BEGIN Dataset records

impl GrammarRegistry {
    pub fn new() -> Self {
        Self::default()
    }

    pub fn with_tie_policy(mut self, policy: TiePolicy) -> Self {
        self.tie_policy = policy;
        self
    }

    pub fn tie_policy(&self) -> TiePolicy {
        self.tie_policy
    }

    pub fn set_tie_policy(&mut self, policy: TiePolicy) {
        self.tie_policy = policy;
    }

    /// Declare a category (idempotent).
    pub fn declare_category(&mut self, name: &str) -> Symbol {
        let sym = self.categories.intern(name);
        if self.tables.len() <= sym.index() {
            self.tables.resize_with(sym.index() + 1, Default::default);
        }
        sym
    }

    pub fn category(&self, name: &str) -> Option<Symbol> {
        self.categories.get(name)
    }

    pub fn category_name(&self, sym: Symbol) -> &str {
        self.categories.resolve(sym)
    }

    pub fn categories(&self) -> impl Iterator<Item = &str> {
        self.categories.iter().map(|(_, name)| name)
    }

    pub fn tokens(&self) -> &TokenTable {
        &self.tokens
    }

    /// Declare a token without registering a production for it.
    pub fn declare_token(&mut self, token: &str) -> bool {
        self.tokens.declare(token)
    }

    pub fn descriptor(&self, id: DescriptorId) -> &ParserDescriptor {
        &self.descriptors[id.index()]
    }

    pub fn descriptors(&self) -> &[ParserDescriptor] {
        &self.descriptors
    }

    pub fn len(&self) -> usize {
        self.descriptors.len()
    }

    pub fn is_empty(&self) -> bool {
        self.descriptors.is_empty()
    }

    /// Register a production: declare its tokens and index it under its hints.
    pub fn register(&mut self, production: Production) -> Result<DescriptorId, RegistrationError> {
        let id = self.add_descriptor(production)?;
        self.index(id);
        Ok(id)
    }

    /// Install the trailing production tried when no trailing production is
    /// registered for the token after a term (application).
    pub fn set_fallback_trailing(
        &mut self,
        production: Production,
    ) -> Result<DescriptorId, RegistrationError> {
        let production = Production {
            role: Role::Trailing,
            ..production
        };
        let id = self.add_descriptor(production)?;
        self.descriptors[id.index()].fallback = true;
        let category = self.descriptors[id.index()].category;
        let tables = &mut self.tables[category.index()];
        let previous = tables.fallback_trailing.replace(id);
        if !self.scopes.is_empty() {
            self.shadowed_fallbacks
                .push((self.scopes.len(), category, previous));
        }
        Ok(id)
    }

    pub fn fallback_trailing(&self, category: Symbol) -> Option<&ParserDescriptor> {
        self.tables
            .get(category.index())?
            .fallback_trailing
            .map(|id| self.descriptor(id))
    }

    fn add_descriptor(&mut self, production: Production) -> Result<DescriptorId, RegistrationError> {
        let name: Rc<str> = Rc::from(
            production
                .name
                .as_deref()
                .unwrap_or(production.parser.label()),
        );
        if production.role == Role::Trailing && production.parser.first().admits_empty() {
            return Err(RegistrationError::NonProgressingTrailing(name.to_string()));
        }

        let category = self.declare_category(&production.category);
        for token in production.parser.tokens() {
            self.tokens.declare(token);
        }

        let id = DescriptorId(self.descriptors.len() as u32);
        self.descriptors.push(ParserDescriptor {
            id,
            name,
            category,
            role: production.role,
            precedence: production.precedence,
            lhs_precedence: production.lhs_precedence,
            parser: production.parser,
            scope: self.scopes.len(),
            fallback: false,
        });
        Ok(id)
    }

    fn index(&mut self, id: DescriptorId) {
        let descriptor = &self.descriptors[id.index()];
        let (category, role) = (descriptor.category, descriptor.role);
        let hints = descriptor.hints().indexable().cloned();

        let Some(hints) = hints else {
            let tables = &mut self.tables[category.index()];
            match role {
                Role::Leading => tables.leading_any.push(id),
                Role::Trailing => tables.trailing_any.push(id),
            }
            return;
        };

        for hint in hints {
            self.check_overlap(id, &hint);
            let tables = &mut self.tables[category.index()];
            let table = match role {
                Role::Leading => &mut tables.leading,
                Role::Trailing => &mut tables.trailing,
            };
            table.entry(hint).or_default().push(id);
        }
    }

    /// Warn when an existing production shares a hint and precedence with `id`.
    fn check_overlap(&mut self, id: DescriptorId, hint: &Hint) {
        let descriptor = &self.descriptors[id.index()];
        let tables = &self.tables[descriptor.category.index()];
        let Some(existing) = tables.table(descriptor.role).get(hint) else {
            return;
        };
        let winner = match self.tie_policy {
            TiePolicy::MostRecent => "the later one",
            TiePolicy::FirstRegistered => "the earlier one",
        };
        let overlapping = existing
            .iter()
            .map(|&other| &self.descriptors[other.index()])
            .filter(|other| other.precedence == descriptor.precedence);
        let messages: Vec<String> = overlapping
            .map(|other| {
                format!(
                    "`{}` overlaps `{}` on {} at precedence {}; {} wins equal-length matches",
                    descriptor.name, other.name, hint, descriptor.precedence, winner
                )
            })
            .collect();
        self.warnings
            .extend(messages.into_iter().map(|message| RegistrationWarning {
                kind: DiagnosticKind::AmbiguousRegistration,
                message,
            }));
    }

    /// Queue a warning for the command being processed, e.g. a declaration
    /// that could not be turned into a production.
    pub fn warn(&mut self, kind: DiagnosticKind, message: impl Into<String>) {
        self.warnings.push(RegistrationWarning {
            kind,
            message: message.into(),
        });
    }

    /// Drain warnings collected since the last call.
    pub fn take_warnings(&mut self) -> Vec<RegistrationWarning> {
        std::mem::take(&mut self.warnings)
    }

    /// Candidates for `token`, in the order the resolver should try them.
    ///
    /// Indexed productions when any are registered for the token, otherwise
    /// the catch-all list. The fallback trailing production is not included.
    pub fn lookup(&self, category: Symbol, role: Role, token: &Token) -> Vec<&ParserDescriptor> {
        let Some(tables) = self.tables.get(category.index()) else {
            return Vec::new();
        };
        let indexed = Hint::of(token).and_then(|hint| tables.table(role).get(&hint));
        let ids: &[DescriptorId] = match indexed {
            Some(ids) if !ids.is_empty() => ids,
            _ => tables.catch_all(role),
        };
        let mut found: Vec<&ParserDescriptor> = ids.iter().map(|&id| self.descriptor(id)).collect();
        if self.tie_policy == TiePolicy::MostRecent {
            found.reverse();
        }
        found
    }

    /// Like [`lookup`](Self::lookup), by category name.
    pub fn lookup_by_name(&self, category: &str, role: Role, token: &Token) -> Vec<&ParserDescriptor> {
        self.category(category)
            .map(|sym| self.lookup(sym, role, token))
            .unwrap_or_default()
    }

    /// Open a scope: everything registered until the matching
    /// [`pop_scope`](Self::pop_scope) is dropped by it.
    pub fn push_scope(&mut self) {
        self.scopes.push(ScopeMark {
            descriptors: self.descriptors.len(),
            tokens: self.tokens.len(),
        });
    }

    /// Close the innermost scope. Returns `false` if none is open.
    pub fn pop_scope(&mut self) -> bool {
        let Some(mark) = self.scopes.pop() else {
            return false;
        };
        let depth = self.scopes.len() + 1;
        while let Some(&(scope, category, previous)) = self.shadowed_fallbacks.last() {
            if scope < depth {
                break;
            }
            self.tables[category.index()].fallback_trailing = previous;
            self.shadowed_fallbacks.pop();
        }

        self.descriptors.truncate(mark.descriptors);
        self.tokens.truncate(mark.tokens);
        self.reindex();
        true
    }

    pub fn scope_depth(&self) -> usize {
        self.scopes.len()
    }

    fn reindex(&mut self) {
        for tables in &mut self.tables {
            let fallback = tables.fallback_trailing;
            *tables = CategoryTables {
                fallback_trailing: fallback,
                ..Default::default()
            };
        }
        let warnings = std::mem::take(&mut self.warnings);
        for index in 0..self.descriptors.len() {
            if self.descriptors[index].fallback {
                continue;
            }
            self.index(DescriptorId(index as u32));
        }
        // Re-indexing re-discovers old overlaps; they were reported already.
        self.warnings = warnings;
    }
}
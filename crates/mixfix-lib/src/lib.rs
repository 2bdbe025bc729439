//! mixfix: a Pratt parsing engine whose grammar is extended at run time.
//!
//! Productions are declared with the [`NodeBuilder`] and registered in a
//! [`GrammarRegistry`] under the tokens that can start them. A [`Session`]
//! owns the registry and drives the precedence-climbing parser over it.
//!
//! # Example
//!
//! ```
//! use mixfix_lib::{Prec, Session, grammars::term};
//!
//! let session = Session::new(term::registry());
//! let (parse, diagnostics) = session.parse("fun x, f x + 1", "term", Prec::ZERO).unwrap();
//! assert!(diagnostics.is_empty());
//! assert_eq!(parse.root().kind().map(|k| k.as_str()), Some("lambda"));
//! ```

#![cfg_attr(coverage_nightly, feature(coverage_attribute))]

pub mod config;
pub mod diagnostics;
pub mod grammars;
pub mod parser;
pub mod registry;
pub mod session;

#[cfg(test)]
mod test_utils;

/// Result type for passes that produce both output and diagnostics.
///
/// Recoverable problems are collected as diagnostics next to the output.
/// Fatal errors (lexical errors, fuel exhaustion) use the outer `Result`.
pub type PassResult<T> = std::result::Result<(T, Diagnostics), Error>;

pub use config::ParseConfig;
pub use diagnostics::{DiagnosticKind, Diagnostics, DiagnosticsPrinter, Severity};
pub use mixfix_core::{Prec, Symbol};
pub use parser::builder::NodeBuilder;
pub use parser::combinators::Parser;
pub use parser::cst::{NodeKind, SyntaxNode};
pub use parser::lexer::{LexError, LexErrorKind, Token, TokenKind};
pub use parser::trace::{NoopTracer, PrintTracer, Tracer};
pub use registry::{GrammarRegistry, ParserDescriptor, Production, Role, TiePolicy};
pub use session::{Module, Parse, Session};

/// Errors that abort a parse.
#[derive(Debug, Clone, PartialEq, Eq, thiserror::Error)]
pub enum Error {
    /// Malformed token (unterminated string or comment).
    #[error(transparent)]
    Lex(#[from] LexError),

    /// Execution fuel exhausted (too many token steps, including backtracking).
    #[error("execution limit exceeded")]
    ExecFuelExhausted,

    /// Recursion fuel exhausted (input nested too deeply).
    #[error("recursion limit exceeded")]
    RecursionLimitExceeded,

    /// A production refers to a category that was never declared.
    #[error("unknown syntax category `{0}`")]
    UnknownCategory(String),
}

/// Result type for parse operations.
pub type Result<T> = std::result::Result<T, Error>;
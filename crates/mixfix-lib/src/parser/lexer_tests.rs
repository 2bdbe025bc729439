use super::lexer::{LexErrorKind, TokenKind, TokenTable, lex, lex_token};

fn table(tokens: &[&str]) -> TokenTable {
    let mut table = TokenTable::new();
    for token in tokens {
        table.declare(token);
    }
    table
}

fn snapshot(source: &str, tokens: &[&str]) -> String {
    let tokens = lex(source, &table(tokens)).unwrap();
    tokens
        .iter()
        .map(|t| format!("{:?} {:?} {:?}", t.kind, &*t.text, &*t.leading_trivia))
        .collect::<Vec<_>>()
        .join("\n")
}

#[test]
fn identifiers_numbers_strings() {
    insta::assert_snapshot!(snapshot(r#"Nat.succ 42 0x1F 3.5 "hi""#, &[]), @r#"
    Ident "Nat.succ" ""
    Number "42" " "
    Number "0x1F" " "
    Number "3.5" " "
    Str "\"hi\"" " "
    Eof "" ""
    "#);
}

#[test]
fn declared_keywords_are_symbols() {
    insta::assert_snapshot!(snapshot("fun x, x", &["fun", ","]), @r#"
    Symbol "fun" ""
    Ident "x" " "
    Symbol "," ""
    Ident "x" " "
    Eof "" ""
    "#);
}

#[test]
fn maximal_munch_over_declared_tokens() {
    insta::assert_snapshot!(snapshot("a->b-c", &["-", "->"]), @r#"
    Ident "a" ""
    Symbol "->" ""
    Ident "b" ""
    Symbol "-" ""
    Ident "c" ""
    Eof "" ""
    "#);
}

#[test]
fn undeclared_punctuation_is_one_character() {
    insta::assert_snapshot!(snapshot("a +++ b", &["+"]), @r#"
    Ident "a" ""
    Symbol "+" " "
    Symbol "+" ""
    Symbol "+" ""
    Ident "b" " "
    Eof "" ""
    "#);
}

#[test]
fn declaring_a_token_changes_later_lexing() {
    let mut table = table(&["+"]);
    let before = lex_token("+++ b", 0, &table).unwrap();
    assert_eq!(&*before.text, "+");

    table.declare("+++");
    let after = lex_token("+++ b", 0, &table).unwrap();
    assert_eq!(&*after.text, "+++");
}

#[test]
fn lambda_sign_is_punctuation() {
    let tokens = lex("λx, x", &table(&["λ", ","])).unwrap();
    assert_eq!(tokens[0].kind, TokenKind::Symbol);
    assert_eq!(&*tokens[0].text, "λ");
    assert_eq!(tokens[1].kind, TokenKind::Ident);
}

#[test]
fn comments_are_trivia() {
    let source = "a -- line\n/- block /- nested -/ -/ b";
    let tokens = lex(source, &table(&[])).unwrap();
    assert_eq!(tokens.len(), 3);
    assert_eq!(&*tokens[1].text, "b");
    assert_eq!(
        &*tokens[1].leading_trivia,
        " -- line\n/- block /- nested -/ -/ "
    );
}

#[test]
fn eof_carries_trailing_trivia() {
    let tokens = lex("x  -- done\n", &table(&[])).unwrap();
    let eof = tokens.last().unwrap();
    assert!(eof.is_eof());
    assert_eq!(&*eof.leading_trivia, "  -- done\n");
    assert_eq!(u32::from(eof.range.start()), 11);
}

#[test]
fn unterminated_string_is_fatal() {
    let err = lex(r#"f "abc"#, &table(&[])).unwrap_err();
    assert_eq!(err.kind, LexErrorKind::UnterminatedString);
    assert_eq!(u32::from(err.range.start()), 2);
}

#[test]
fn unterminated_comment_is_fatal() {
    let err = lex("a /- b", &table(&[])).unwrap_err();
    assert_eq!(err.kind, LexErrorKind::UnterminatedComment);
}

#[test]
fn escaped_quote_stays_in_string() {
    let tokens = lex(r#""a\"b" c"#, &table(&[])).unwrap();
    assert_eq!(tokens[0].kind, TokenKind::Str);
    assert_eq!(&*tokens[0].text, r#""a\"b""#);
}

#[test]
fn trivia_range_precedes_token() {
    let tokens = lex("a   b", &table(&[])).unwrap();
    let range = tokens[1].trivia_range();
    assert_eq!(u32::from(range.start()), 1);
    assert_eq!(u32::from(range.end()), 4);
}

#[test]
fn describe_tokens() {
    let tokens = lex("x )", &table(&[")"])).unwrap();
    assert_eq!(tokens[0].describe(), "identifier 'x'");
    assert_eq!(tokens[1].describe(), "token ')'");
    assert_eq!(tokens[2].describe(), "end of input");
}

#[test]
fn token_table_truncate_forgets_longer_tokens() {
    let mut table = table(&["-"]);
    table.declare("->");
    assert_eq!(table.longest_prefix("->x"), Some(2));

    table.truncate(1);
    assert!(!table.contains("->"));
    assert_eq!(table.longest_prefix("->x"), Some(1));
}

END Dataset records
BEGIN Dataset records

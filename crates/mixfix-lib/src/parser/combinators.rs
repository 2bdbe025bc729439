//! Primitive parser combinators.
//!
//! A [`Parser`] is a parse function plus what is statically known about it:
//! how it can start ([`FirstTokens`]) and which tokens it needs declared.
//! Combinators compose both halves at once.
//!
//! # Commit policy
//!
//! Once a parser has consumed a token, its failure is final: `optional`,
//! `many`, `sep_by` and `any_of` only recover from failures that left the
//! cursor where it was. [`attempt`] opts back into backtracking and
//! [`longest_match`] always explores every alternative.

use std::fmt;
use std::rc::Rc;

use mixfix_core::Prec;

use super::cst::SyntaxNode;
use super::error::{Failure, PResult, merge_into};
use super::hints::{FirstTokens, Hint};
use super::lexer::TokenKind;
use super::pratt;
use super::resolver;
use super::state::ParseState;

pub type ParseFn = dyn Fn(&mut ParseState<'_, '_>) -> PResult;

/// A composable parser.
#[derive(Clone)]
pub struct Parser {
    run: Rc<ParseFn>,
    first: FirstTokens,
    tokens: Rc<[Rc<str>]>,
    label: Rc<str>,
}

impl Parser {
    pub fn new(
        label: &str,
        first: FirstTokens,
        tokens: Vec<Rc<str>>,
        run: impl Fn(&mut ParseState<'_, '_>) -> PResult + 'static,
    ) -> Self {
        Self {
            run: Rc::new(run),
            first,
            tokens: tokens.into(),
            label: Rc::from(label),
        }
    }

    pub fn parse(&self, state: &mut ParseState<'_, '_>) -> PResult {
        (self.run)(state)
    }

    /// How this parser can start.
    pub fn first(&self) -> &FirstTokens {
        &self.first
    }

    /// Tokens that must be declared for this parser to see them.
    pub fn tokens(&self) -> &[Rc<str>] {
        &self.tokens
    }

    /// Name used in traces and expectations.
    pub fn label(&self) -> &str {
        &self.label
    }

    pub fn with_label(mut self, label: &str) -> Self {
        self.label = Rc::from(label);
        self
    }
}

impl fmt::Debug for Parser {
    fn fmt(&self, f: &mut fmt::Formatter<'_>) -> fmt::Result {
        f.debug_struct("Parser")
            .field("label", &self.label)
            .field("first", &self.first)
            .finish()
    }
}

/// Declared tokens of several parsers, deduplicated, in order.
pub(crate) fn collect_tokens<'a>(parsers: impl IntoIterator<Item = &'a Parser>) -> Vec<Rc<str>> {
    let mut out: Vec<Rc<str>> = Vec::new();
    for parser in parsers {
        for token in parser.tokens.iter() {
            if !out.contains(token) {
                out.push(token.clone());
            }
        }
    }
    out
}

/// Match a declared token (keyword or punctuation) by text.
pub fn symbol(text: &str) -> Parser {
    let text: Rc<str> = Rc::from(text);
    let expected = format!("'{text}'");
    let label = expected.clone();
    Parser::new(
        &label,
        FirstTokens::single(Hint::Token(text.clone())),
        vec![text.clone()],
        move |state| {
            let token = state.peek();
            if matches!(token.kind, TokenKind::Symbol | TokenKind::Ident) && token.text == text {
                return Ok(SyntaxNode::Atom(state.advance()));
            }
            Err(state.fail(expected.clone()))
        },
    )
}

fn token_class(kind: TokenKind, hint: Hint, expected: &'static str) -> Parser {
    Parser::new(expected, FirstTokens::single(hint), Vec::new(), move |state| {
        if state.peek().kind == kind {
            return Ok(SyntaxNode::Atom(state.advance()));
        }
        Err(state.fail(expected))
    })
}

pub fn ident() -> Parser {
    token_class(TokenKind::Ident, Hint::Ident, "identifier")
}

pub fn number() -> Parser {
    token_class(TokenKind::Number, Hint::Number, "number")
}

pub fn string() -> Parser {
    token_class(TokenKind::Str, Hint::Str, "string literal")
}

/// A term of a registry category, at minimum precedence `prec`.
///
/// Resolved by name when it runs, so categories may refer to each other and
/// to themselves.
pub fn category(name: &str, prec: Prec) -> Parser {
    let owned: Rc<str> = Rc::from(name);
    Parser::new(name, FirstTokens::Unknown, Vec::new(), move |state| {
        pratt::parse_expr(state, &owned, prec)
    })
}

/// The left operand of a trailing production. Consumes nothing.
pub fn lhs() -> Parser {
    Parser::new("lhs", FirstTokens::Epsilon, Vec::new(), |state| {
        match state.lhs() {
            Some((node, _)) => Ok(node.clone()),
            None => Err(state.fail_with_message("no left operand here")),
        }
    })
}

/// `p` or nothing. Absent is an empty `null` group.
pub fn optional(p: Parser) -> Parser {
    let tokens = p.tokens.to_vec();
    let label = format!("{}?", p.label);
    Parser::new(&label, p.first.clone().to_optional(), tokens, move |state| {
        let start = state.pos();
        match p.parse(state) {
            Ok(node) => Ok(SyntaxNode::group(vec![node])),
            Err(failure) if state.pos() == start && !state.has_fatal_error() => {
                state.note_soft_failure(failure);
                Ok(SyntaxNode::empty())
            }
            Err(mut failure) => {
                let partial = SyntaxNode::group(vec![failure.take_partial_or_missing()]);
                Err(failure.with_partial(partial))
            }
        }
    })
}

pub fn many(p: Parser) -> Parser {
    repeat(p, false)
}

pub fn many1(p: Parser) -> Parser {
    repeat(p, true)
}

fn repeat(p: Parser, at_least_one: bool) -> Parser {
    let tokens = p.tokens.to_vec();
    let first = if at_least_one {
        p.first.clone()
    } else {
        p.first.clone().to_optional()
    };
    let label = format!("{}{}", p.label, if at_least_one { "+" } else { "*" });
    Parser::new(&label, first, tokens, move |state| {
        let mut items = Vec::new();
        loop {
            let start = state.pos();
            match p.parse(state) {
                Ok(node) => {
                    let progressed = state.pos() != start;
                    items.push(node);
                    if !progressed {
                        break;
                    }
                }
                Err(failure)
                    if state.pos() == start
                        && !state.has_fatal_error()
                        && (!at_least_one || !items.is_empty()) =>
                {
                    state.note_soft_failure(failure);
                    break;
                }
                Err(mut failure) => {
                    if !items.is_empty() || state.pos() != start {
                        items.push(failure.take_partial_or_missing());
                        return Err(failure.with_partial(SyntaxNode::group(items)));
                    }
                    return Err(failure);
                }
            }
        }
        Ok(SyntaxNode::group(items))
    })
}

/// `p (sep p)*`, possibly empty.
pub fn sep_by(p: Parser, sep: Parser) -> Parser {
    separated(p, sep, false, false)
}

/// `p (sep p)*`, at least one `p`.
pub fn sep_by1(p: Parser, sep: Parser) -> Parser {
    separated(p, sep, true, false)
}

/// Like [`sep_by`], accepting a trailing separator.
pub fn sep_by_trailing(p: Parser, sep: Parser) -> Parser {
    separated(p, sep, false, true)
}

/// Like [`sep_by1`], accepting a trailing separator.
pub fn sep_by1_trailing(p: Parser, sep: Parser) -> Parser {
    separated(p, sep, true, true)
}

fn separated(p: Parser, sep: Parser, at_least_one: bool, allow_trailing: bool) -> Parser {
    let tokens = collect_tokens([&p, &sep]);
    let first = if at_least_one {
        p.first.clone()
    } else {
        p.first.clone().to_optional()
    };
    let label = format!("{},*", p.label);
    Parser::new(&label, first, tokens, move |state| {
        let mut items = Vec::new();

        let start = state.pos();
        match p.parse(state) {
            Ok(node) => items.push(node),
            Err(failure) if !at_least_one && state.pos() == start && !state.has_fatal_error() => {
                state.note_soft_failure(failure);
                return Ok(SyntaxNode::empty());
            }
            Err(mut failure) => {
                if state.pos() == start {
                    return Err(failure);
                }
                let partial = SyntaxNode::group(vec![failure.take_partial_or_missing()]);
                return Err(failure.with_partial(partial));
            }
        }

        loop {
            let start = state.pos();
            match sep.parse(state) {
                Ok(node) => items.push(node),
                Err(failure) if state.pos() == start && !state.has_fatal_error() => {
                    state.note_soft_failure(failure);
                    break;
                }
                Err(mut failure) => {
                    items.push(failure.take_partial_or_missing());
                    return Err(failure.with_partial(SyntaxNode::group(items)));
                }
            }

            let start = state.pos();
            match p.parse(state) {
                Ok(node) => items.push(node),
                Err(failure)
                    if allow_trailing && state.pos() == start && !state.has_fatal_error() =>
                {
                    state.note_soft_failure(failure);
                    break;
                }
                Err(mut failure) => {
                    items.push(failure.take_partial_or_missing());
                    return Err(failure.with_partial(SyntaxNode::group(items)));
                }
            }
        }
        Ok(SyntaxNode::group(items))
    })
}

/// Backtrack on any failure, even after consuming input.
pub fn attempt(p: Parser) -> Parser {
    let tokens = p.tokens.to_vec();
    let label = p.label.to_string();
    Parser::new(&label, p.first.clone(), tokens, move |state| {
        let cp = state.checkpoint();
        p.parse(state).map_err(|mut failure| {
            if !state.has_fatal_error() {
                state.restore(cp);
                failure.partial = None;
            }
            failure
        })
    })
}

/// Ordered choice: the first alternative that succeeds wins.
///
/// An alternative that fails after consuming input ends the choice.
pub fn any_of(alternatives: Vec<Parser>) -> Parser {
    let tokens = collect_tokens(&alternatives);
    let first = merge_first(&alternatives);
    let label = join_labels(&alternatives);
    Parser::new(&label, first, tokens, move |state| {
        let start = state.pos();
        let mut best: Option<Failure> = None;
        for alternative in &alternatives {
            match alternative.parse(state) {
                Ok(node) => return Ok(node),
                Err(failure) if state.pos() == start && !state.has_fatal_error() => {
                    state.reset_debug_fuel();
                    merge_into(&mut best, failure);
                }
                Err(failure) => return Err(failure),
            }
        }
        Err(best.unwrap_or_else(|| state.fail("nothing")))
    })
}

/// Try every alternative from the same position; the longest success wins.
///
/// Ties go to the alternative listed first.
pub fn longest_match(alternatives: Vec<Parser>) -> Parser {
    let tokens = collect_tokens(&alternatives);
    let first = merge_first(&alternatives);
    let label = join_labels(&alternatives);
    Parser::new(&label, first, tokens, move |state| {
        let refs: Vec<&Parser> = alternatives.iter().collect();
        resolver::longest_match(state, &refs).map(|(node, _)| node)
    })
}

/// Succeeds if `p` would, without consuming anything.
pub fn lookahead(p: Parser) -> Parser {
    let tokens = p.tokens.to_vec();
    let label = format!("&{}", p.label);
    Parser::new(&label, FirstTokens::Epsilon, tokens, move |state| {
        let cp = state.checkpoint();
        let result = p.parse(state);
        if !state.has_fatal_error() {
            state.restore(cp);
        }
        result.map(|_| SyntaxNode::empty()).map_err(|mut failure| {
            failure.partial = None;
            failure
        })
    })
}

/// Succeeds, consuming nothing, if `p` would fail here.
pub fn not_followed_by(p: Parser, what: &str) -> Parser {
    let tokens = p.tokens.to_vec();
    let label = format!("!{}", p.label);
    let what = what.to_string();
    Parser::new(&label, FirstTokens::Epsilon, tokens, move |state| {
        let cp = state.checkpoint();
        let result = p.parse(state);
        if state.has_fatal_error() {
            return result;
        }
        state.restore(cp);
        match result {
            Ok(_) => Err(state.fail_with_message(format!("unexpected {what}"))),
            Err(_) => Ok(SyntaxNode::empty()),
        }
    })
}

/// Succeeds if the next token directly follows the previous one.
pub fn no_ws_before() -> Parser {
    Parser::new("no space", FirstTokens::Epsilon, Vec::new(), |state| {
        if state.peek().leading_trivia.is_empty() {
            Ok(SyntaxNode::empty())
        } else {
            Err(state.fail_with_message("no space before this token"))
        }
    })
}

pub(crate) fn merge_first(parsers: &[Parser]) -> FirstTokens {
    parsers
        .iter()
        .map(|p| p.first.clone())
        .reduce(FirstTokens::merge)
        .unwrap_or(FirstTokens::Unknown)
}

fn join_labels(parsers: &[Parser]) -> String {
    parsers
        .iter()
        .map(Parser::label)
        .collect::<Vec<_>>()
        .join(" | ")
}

END Dataset records

**Brief:** Every line in the data above that includes the word "snapshot" should be copied.

**Written answer:**
fn snapshot(source: &str, tokens: &[&str]) -> String {
    insta::assert_snapshot!(snapshot(r#"Nat.succ 42 0x1F 3.5 "hi""#, &[]), @r#"
    insta::assert_snapshot!(snapshot("fun x, x", &["fun", ","]), @r#"
    insta::assert_snapshot!(snapshot("a->b-c", &["-", "->"]), @r#"
    insta::assert_snapshot!(snapshot("a +++ b", &["+"]), @r#"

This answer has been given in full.